You are viewing a plain text version of this content. The canonical link for it is here.

Posted to user@drill.apache.org by Wesley Chow <we...@chartbeat.com> on 2017/03/27 20:07:21 UTC

JDBC disconnections over remote networks

hi all,

I've been noticing that queries that return large numbers of rows (1M+,
each row maybe around 500 bytes) via the JDBC connector (and thus sqlline)
from our office to drillbits in EC2 consistently disconnect with a
connection error while streaming the results back. The same query initiated
from an EC2 machine works fine. Any thoughts on what I should be looking
at? When the disconnection occurs, none of my other network connections
such as ssh are affected, just the Drill JDBC connector.

Thanks,
Wes

Re: JDBC disconnections over remote networks

Posted by Kunal Khatua <kk...@mapr.com>.

Hi Wesley

I don't believe the G1GC would be the issue here. The Client libraries have an internal buffer which is, most likely, getting full.

Your problem sounds similar to https://issues.apache.org/jira/browse/DRILL-5217 ; though it is JDBC related and not the ODBC (C++ client).

The problem happens due the large size of the result set. Assuming your resultset has 50 columns with 1M rows, and each field is 20 bytes (lots of varchar columns).. you're looking at about 1GB of data being held by the JDBC client. This is not unreasonable, but is still quite a bit.
It is likely that since the JDBC client does not consume the results "fast enough", the underlying result listener thread blocks until memory is available in the result buffer (not sure how much memory is allotted to the application).
The same listener thread is also responsible for sending heartbeats, and the server closes the connection because that thread unable to send heartbeats (blocked).

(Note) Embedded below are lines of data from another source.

//! Configuration loading from disk and environment.

use std::fs;
use std::path::Path;

use crate::config::schema::{LogFormat, ServiceConfig};
use crate::config::validation::{validate_config, ValidationError};

/// Error type for configuration loading.
#[derive(Debug)]
pub enum ConfigError {
    Io(std::io::Error),
    Parse(toml::de::Error),
    Validation(Vec<ValidationError>),
}

impl std::fmt::Display for ConfigError {
    fn fmt(&self, f: &mut std::fmt::Formatter<'_>) -> std::fmt::Result {
        match self {
            ConfigError::Io(e) => write!(f, "IO error: {}", e),
            ConfigError::Parse(e) => write!(f, "Parse error: {}", e),
            ConfigError::Validation(errors) => {
                write!(f, "Validation failed: ")?;
                for (i, err) in errors.iter().enumerate() {
                    if i > 0 { write!(f, ", ")?; }
                    write!(f, "{}", err)?;
                }
                Ok(())
            }
        }
    }
}

impl std::error::Error for ConfigError {}

/// Load a TOML file, apply environment overrides, then validate.
pub fn load_config(path: &Path) -> Result<ServiceConfig, ConfigError> {
    let content = fs::read_to_string(path).map_err(ConfigError::Io)?;
    let mut config: ServiceConfig = toml::from_str(&content).map_err(ConfigError::Parse)?;

    apply_env_overrides(&mut config, |key| std::env::var(key).ok());
    validate_config(&config).map_err(ConfigError::Validation)?;

    Ok(config)
}

/// Defaults plus environment overrides, validated. Used when no file is given.
pub fn default_config() -> Result<ServiceConfig, ConfigError> {
    let mut config = ServiceConfig::default();
    apply_env_overrides(&mut config, |key| std::env::var(key).ok());
    validate_config(&config).map_err(ConfigError::Validation)?;
    Ok(config)
}

/// Apply `FOLD_*` overrides read through `lookup`.
///
/// `FOLD_STAGE`: `DEV` logs debug as JSON, `PROD` logs info as JSON, anything
/// else leaves the configured logging alone.
pub fn apply_env_overrides<F>(config: &mut ServiceConfig, lookup: F)
where
    F: Fn(&str) -> Option<String>,
{
    if let Some(name) = lookup("FOLD_SERVICE_NAME").filter(|n| !n.is_empty()) {
        config.service.name = name;
    }
    if let Some(addr) = lookup("FOLD_BIND_ADDR").filter(|a| !a.is_empty()) {
        config.listener.bind_address = addr;
    }
    match lookup("FOLD_STAGE").as_deref() {
        Some("DEV") => {
            config.observability.log_level = "debug".to_string();
            config.observability.log_format = LogFormat::Json;
        }
        Some("PROD") => {
            config.observability.log_level = "info".to_string();
            config.observability.log_format = LogFormat::Json;
        }
        _ => {}
    }
}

This could result in the JDBC disconnection.
You could suffix a LIMIT to the query to identify the 'sweet spot' where disconnections don't happen.


Kunal Khatua

________________________________
From: rahul challapalli <ch...@gmail.com>
Sent: Thursday, March 30, 2017 9:05:20 AM
To: user
Subject: Re: JDBC disconnections over remote networks

I haven't used G1GC in any of my testing. So I cannot comment much on
whether it would be helpful or not.

On Thu, Mar 30, 2017 at 8:35 AM, Wesley Chow <we...@chartbeat.com> wrote:

> Sorry I haven't had time to look into this much and fix our logging setup,
> but I did try explicitly setting JVM heap values in the client rather than
> relying on the default allocation and after a few runs it does seem that
> fixed it. I'm going to cautiously say that was the issue. Thanks!
>
> Would it be prudent to use G1GC for all our clients, since it's pauses are
> supposed to be far less severe?
>
> Wes
>
>
> On Tue, Mar 28, 2017 at 1:42 PM, rahul challapalli <
> challapallirahul@gmail.com> wrote:
>
> > Also how much memory did you configure your client to use? If the client
> > does not have sufficient memory to run, then garbage collector could
> start
> > running and thereby causing the client to become un-responsive to
> > heartbeats. So also kindly check the sqlline logs as well for any
> > exceptions
> >
> > On Mon, Mar 27, 2017 at 1:43 PM, Wesley Chow <we...@chartbeat.com> wrote:
> >
> > > That's totally possible. The ErrorIds are stored on the drillbit
> machines
> > > right? Our logging is configured incorrectly at the moment so I can't
> > find
> > > the error. Will fix that and report back.
> > >
> > > If I limit to 100,000 rows the query consistently works. If I limit to
> 1M
> > > rows then the query consistently disconnects. If I CTAS on 1M rows then
> > it
> > > works, so it does appear to be an issue only when returning results to
> > the
> > > client. I don't know if there is some value between 100k and 1M for
> which
> > > it sometimes works and sometimes doesn't. Is that useful to know? I can
> > do
> > > a little binary searching on values if that would help.
> > >
> > > Wes
> > >
> > >
> > > On Mon, Mar 27, 2017 at 4:13 PM, rahul challapalli <
> > > challapallirahul@gmail.com> wrote:
> > >
> > > > Do you think that the error you are seeing is related to DRILL-4708
> > > > <https://issues.apache.org/jira/browse/DRILL-4708> ? If not kindly
> > > provide
> > > > more information about the error (message, stack trace etc). And also
> > > does
> > > > the connection error happen consistently after returning X number of
> > > > records or is it random?
> > > >
> > > > - Rahul
> > > >
> > > > On Mon, Mar 27, 2017 at 1:07 PM, Wesley Chow <we...@chartbeat.com>
> > wrote:
> > > >
> > > > > hi all,
> > > > >
> > > > > I've been noticing that queries that return large numbers of rows
> > (1M+,
> > > > > each row maybe around 500 bytes) via the JDBC connector (and thus
> > > > sqlline)
> > > > > from our office to drillbits in EC2 consistently disconnect with a
> > > > > connection error while streaming the results back. The same query
> > > > initiated
> > > > > from an EC2 machine works fine. Any thoughts on what I should be
> > > looking
> > > > > at? When the disconnection occurs, none of my other network
> > connections
> > > > > such as ssh are affected, just the Drill JDBC connector.
> > > > >
> > > > > Thanks,
> > > > > Wes
> > > > >
> > > >
> > >
> >
>

Re: JDBC disconnections over remote networks

Posted by rahul challapalli <ch...@gmail.com>.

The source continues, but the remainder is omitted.